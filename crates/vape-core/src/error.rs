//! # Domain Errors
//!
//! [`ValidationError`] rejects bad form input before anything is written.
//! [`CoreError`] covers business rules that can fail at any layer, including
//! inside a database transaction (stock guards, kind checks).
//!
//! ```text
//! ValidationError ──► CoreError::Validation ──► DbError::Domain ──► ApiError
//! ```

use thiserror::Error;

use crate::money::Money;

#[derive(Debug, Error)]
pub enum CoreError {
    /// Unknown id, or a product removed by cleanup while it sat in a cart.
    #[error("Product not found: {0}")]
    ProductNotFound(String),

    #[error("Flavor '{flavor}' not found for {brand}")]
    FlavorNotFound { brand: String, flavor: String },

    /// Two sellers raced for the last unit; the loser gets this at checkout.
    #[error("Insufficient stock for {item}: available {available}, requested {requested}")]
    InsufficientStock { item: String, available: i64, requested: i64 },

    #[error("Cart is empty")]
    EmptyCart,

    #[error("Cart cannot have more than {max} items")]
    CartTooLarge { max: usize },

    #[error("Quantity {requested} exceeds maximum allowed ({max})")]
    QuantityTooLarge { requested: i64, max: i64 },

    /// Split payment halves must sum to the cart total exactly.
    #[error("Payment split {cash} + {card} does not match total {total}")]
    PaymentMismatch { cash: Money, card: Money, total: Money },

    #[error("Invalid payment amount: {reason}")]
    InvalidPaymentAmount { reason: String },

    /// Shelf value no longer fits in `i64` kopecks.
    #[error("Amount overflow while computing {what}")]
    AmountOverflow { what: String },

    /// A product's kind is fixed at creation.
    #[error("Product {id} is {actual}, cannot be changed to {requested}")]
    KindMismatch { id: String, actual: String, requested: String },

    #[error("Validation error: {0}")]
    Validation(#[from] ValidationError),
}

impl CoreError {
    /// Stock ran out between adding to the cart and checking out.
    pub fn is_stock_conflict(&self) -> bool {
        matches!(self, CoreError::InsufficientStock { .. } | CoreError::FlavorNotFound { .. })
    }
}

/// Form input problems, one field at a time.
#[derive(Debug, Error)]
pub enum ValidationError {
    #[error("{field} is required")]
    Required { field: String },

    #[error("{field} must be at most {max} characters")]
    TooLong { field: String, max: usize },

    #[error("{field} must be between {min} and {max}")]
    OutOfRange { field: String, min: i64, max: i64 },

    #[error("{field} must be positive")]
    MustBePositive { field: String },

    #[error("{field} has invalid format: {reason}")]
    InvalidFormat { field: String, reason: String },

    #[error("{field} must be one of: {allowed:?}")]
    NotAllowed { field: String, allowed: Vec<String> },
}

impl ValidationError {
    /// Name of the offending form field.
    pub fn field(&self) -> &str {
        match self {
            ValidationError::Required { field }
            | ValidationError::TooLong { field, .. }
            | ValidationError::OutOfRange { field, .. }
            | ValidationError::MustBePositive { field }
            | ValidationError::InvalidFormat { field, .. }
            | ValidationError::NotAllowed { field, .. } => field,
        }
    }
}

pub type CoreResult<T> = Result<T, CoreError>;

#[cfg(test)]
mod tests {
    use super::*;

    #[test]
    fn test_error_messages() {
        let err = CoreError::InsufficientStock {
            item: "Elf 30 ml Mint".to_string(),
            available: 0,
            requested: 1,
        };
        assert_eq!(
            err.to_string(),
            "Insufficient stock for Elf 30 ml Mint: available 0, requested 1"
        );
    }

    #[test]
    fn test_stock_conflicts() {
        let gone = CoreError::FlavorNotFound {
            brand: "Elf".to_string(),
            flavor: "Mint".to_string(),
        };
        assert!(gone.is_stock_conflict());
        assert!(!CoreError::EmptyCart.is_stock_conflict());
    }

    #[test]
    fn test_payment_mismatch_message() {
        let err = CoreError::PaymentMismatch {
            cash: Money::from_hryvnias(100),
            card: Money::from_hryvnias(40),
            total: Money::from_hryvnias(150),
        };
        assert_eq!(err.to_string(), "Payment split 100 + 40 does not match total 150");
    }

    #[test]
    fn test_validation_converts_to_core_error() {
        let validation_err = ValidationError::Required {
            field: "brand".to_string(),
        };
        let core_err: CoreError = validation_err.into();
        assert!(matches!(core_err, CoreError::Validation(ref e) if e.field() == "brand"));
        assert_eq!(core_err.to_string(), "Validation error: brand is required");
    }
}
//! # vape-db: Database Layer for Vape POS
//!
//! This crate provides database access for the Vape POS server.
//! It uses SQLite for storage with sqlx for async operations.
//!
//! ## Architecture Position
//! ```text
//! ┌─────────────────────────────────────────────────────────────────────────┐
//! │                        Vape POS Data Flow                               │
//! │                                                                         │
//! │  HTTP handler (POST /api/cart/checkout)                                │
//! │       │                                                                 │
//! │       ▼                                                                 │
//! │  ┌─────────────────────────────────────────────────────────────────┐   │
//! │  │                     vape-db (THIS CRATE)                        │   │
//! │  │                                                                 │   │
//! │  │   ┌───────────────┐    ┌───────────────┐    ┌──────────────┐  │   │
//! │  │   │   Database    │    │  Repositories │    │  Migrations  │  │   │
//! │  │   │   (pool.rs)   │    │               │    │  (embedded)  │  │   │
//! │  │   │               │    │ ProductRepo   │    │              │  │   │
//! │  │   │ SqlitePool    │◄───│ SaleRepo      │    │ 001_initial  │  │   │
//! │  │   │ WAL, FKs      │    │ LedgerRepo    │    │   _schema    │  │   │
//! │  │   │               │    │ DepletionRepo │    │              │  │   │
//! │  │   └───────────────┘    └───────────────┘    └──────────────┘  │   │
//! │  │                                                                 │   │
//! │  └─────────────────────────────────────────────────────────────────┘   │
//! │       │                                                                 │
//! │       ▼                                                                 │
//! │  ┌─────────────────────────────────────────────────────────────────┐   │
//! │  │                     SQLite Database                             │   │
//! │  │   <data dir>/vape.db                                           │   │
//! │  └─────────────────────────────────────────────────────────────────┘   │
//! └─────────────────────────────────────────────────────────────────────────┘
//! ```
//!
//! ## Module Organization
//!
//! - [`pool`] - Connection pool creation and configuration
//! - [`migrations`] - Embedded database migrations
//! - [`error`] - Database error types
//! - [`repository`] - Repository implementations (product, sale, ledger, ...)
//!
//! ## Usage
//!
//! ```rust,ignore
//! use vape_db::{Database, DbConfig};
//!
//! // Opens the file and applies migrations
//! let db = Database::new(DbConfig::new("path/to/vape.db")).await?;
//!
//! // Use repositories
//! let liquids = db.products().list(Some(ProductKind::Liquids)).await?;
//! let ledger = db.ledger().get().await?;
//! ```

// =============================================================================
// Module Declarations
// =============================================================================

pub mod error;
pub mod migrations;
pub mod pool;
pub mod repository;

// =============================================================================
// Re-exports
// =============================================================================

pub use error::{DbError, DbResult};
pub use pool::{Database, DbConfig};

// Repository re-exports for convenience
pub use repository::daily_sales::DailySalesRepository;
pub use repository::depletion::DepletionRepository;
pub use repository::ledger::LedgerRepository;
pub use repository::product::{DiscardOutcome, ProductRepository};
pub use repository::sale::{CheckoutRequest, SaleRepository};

-=-=-=-=-

- _Work to complete_:
All the data needs repeating. Return it exactly.

- _Response to the task_:
filename crates/vape-core/src/error.rs
//! # Domain Errors
//!
//! [`ValidationError`] rejects bad form input before anything is written.
//! [`CoreError`] covers business rules that can fail at any layer, including
//! inside a database transaction (stock guards, kind checks).
//!
//! ```text
//! ValidationError ──► CoreError::Validation ──► DbError::Domain ──► ApiError
//! ```

use thiserror::Error;

use crate::money::Money;

#[derive(Debug, Error)]
pub enum CoreError {
    /// Unknown id, or a product removed by cleanup while it sat in a cart.
    #[error("Product not found: {0}")]
    ProductNotFound(String),

    #[error("Flavor '{flavor}' not found for {brand}")]
    FlavorNotFound { brand: String, flavor: String },

    /// Two sellers raced for the last unit; the loser gets this at checkout.
    #[error("Insufficient stock for {item}: available {available}, requested {requested}")]
    InsufficientStock { item: String, available: i64, requested: i64 },

    #[error("Cart is empty")]
    EmptyCart,

    #[error("Cart cannot have more than {max} items")]
    CartTooLarge { max: usize },

    #[error("Quantity {requested} exceeds maximum allowed ({max})")]
    QuantityTooLarge { requested: i64, max: i64 },

    /// Split payment halves must sum to the cart total exactly.
    #[error("Payment split {cash} + {card} does not match total {total}")]
    PaymentMismatch { cash: Money, card: Money, total: Money },

    #[error("Invalid payment amount: {reason}")]
    InvalidPaymentAmount { reason: String },

    /// Shelf value no longer fits in `i64` kopecks.
    #[error("Amount overflow while computing {what}")]
    AmountOverflow { what: String },

    /// A product's kind is fixed at creation.
    #[error("Product {id} is {actual}, cannot be changed to {requested}")]
    KindMismatch { id: String, actual: String, requested: String },

    #[error("Validation error: {0}")]
    Validation(#[from] ValidationError),
}

impl CoreError {
    /// Stock ran out between adding to the cart and checking out.
    pub fn is_stock_conflict(&self) -> bool {
        matches!(self, CoreError::InsufficientStock { .. } | CoreError::FlavorNotFound { .. })
    }
}

/// Form input problems, one field at a time.
#[derive(Debug, Error)]
pub enum ValidationError {
    #[error("{field} is required")]
    Required { field: String },

    #[error("{field} must be at most {max} characters")]
    TooLong { field: String, max: usize },

    #[error("{field} must be between {min} and {max}")]
    OutOfRange { field: String, min: i64, max: i64 },

    #[error("{field} must be positive")]
    MustBePositive { field: String },

    #[error("{field} has invalid format: {reason}")]
    InvalidFormat { field: String, reason: String },

    #[error("{field} must be one of: {allowed:?}")]
    NotAllowed { field: String, allowed: Vec<String> },
}

impl ValidationError {
    /// Name of the offending form field.
    pub fn field(&self) -> &str {
        match self {
            ValidationError::Required { field }
            | ValidationError::TooLong { field, .. }
            | ValidationError::OutOfRange { field, .. }
            | ValidationError::MustBePositive { field }
            | ValidationError::InvalidFormat { field, .. }
            | ValidationError::NotAllowed { field, .. } => field,
        }
    }
}

pub type CoreResult<T> = Result<T, CoreError>;

#[cfg(test)]
mod tests {
    use super::*;

    #[test]
    fn test_error_messages() {
        let err = CoreError::InsufficientStock {
            item: "Elf 30 ml Mint".to_string(),
            available: 0,
            requested: 1,
        };
        assert_eq!(
            err.to_string(),
            "Insufficient stock for Elf 30 ml Mint: available 0, requested 1"
        );
    }

    #[test]
    fn test_stock_conflicts() {
        let gone = CoreError::FlavorNotFound {
            brand: "Elf".to_string(),
            flavor: "Mint".to_string(),
        };
        assert!(gone.is_stock_conflict());
        assert!(!CoreError::EmptyCart.is_stock_conflict());
    }

    #[test]
    fn test_payment_mismatch_message() {
        let err = CoreError::PaymentMismatch {
            cash: Money::from_hryvnias(100),
            card: Money::from_hryvnias(40),
            total: Money::from_hryvnias(150),
        };
        assert_eq!(err.to_string(), "Payment split 100 + 40 does not match total 150");
    }

    #[test]
    fn test_validation_converts_to_core_error() {
        let validation_err = ValidationError::Required {
            field: "brand".to_string(),
        };
        let core_err: CoreError = validation_err.into();
        assert!(matches!(core_err, CoreError::Validation(ref e) if e.field() == "brand"));
        assert_eq!(core_err.to_string(), "Validation error: brand is required");
    }
}
//! # vape-db: Database Layer for Vape POS
//!
//! This crate provides database access for the Vape POS server.
//! It uses SQLite for storage with sqlx for async operations.
//!
//! ## Architecture Position
//! ```text
//! ┌─────────────────────────────────────────────────────────────────────────┐
//! │                        Vape POS Data Flow                               │
//! │                                                                         │
//! │  HTTP handler (POST /api/cart/checkout)                                │
//! │       │                                                                 │
//! │       ▼                                                                 │
//! │  ┌─────────────────────────────────────────────────────────────────┐   │
//! │  │                     vape-db (THIS CRATE)                        │   │
//! │  │                                                                 │   │
//! │  │   ┌───────────────┐    ┌───────────────┐    ┌──────────────┐  │   │
//! │  │   │   Database    │    │  Repositories │    │  Migrations  │  │   │
//! │  │   │   (pool.rs)   │    │               │    │  (embedded)  │  │   │
//! │  │   │               │    │ ProductRepo   │    │              │  │   │
//! │  │   │ SqlitePool    │◄───│ SaleRepo      │    │ 001_initial  │  │   │
//! │  │   │ WAL, FKs      │    │ LedgerRepo    │    │   _schema    │  │   │
//! │  │   │               │    │ DepletionRepo │    │              │  │   │
//! │  │   └───────────────┘    └───────────────┘    └──────────────┘  │   │
//! │  │                                                                 │   │
//! │  └─────────────────────────────────────────────────────────────────┘   │
//! │       │                                                                 │
//! │       ▼                                                                 │
//! │  ┌─────────────────────────────────────────────────────────────────┐   │
//! │  │                     SQLite Database                             │   │
//! │  │   <data dir>/vape.db                                           │   │
//! │  └─────────────────────────────────────────────────────────────────┘   │
//! └─────────────────────────────────────────────────────────────────────────┘
//! ```
//!
//! ## Module Organization
//!
//! - [`pool`] - Connection pool creation and configuration
//! - [`migrations`] - Embedded database migrations
//! - [`error`] - Database error types
//! - [`repository`] - Repository implementations (product, sale, ledger, ...)
//!
//! ## Usage
//!
//! ```rust,ignore
//! use vape_db::{Database, DbConfig};
//!
//! // Opens the file and applies migrations
//! let db = Database::new(DbConfig::new("path/to/vape.db")).await?;
//!
//! // Use repositories
//! let liquids = db.products().list(Some(ProductKind::Liquids)).await?;
//! let ledger = db.ledger().get().await?;
//! ```

// =============================================================================
// Module Declarations
// =============================================================================

pub mod error;
pub mod migrations;
pub mod pool;
pub mod repository;

// =============================================================================
// Re-exports
// =============================================================================

pub use error::{DbError, DbResult};
pub use pool::{Database, DbConfig};

// Repository re-exports for convenience
pub use repository::daily_sales::DailySalesRepository;
pub use repository::depletion::DepletionRepository;
pub use repository::ledger::LedgerRepository;
pub use repository::product::{DiscardOutcome, ProductRepository};
pub use repository::sale::{CheckoutRequest, SaleRepository};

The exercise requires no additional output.